• [Work to be completed]
Tally the lines of the listing below in which the string "SecondsTimer" occurs, and give the tally alone.

• [Entries shown]

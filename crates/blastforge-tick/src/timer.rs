//! Cancelable countdown timer with one-second resolution.

use std::time::Duration;

use tokio::time::{self, Instant};

const SECOND: Duration = Duration::from_secs(1);

/// A countdown that fires once per second until it reaches zero.
///
/// The timer is either armed (counting down) or disarmed. Disarming is
/// idempotent, and reaching zero disarms it automatically, so a purpose-bound
/// timer can be cancelled from any code path without checking its state
/// first.
#[derive(Debug, Default)]
pub struct SecondsTimer {
    remaining: u32,
    deadline: Option<Instant>,
}

impl SecondsTimer {
    pub fn new() -> Self {
        Self::default()
    }

    /// Starts (or restarts) the countdown from `seconds`.
    pub fn arm(&mut self, seconds: u32) {
        self.remaining = seconds;
        self.deadline = Some(Instant::now() + SECOND);
    }

    /// Stops the countdown. Returns whether it was armed.
    pub fn disarm(&mut self) -> bool {
        self.deadline.take().is_some()
    }

    pub fn is_armed(&self) -> bool {
        self.deadline.is_some()
    }

    /// Seconds left, or `None` while disarmed.
    pub fn remaining(&self) -> Option<u32> {
        self.deadline.map(|_| self.remaining)
    }

    /// Waits for the next whole second and returns the seconds left.
    ///
    /// Returns `0` exactly once, after which the timer is disarmed. Pends
    /// forever while disarmed. Cancel-safe.
    pub async fn next_second(&mut self) -> u32 {
        let Some(deadline) = self.deadline else {
            return std::future::pending().await;
        };
        time::sleep_until(deadline).await;

        self.remaining = self.remaining.saturating_sub(1);
        self.deadline = if self.remaining == 0 {
            None
        } else {
            Some(deadline + SECOND)
        };
        self.remaining
    }
}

• [Answer for this exercise]
2